Es duro ser inglés
Es duro ser inglés. Es duro si uno pertenece a aquel amplio sector de la ciudadanía cuya autoestima se vincula, en mayor o menor medida, a los azares de los deportistas que representan a la nación. Especialmente, si se trata de fútbol, pero también, en estas fechas en las que arranca el torneo de Wimbledon, de tenis. Es duro porque a la gente se le cruzan permanentemente los cables de la esperanza y la razón, el optimismo y la experiencia, la fe y el escepticismo congénito inglés.
Veamos el caso de la Eurocopa, en la que hoy Inglaterra se mide a Italia. Los ingleses comenzaron el torneo en un estado de inusitada paz. Su selección no iba a hacer nada. Como mucho, el nuevo entrenador, Roy Hodgson, aprendería algunas útiles lecciones con vistas al Mundial de Brasil. Pero resulta que Inglaterra ha llegado a los cuartos de final, primera de grupo por encima de Francia. Y, de repente, en el espacio de dos semanas, los ingleses han vuelto a sucumbir a su habitual y contradictorio caos emocional.

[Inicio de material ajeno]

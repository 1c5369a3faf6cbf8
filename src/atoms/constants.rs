// ── Atoms: Constants ───────────────────────────────────────────────────────
// All named constants for the crate live here: deny lists, fixed answer
// texts, polishing bounds, and the chart theme. Collecting them in one
// place keeps the guard lists and user-visible strings auditable.

use std::time::Duration;

// ── Out-of-scope deny list (resolver pre-check) ────────────────────────────
// Topic terms unrelated to the passenger dataset. Substring-matched against
// the lowercased question BEFORE any intent rule is evaluated. Order is the
// match-report order; "alien" precedes "aliens" so the shorter stem is the
// term named in the redirect.
pub const OUT_OF_SCOPE_TERMS: &[&str] = &[
    "alien", "aliens", "ufo", "unicorn", "dog", "dogs", "cat", "cats",
    "gdp", "weather", "stock", "stocks", "bitcoin", "president",
    "prime minister", "population", "currency", "vacation", "concert",
    "score", "match", "netflix", "movie", "who won", "who is", "married",
    "marriage", "birth", "death (year)", "mars", "moon", "dinosaurs",
    "planet", "spacecraft", "covid", "pandemic",
];

// ── Fictional-term list (agent post-check) ─────────────────────────────────
// A second, smaller guard applied AFTER polishing. Overlaps with the list
// above but is intentionally kept separate: the two sets classify slightly
// different question populations, and unifying them would change observable
// behavior. See DESIGN.md.
pub const FICTIONAL_TERMS: &[&str] = &["alien", "aliens", "ufo", "unicorn", "dinosaurs"];

// ── Fixed answer texts ─────────────────────────────────────────────────────

pub const CLARIFICATION_TEXT: &str = "Please ask a clear question about the Titanic dataset.";

pub const HANDLER_ERROR_TEXT: &str =
    "Sorry — I couldn't compute the requested chart/stat due to an internal error.";

pub const OVERVIEW_ERROR_TEXT: &str =
    "Sorry — cannot produce dataset overview due to an internal error.";

pub const FICTIONAL_GUARD_TEXT: &str = "That question appears to assume facts outside this \
dataset (e.g., 'aliens'). I can only answer questions about the Titanic passenger dataset. \
Try asking about age, fare, sex, survival, class, or embarkation.";

// ── Answer polishing bounds ────────────────────────────────────────────────
// Wall-clock deadline for the remote call. Fixed on purpose: not exposed
// through configuration.
pub const POLISH_TIMEOUT: Duration = Duration::from_secs(15);

// A polished reply must satisfy MIN < len < MAX after trimming; anything
// outside the bounds (empty echo or runaway generation) falls back to the
// raw computed text.
pub const POLISH_MIN_CHARS: usize = 10;
pub const POLISH_MAX_CHARS: usize = 2000;

pub const DEFAULT_POLISH_MODEL: &str = "mistralai/Mistral-7B-Instruct-v0.3";
pub const DEFAULT_POLISH_BASE_URL: &str = "https://router.huggingface.co/v1";

// ── Chart theme ────────────────────────────────────────────────────────────
// 9in x 5in figure at 110 dpi, shared palette across every chart so the
// rendered output reads as one visual system.

pub const CHART_WIDTH: u32 = 990;
pub const CHART_HEIGHT: u32 = 550;

/// Figure background (off-white).
pub const CHART_BACKGROUND: (u8, u8, u8) = (0xf8, 0xf9, 0xfa);

/// Categorical palette: steel blue, orange, red.
pub const CHART_PALETTE: [(u8, u8, u8); 3] = [(0x4e, 0x79, 0xa7), (0xf2, 0x8e, 0x2b), (0xe1, 0x57, 0x59)];

/// Histogram bin counts.
pub const AGE_HISTOGRAM_BINS: usize = 30;
pub const FARE_HISTOGRAM_BINS: usize = 40;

“¡Vamos a ganar a Italia!”. “¡No! Mira el partido que hicieron Pirlo y compañía contra España. No soñemos”. “Pero ¿y si les ganamos? Después, solo dos partidos más. Puede pasar cualquier cosa en el fútbol, como vimos con el Chelsea en la Champions”. “Ya, ya. ¿Pero has visto, siendo honestos, lo mal que hemos jugado? ¿Ya te has olvidado del favor arbitral que necesitamos para ganar a un equipo pequeño como Ucrania?”. “Sí, pero ¿qué pasa si la suerte sigue de nuestro lado, si Rooney se inspira, si la defensa se mantiene sólida…? No lo descartemos. Podemos ser campeones de Europa. Cosas más raras se han visto en el mundo del fútbol”. “¡No! ¡Locuras! Pero, bueno…, sí, vale… ¿Quién sabe?”.
En debates de este tipo, internos o con los colegas en el pub, se recrean, o sufren, los ingleses este fin de semana
En debates de este tipo, internos o con los colegas en el pub, se recrean, o sufren, los ingleses este fin de semana. Muy parecidas son las conversaciones que rodean el tenis y que, en vísperas de Wimbledon, se centran en la figura de Andy Murray.
Sí, sí, es verdad que Murray es escocés, que habla la lengua de Su Majestad con el acento bien marcado (“r’s” más españolas que inglesas) de los que nacieron al norte del muro de Adriano. Pero los ingleses lo ven como uno de los suyos. Un triunfo de Murray en Wimbledon sería un triunfo para todos los británicos, del mismo modo que cuando gana un norirlandés en el golf se celebra casi tanto en Birmingham como en Belfast. No es oportunismo (como tampoco lo es que se celebre en Sevilla un triunfo del mallorquín Rafa Nadal). Es algo que ni se piensa, que sale con total naturalidad.
Por tanto, Murray sigue siendo, año tras año, a finales de junio, la gran esperanza blanca de Inglaterra como del resto de las islas. No hay motivos racionales para creer que Murray vaya a ganar Wimbledon. Esto lo sabe todo el mundo. Ha tenido un año más bien pobre y, aunque ocupa el cuarto lugar en el ranking mundial, existe una verdad empírica: no está a la altura de los tres grandes, Djokovic, Federer y Nadal. Ni a nivel mental ni de talento nato.
Pero ninguno de estos argumentos va a impedir que un sector importante de la población inglesa se convenza hoy de que, como reza el famoso anuncio, impossible is nothing (debería ser, en inglés correcto, nothing is impossible, pero Adidas es una empresa alemana y, como hoy los alemanes mandan, ¿quiénes somos los demás para pedir explicaciones?). “Murray puede ganar”, dirán algunos. “¡Estás loco!”, dirán otros. Pero muchísimos ingleses albergarán en algún lugar de sus corazones la noción, incluso los que más la disimulen, de que el mejor tenista que han tenido desde tiempos de Fred Perry (años treinta) logre el milagro de ganar el bello y venerable torneo que Inglaterra ha regalado al mundo.
Lo mismo con Inglaterra en la Eurocopa. Antes de empezar el torneo los ingleses no se atrevieron a soñar y ahora dan rienda suelta. Menos mal que la esperanza nunca muere porque, si no, el deporte moriría.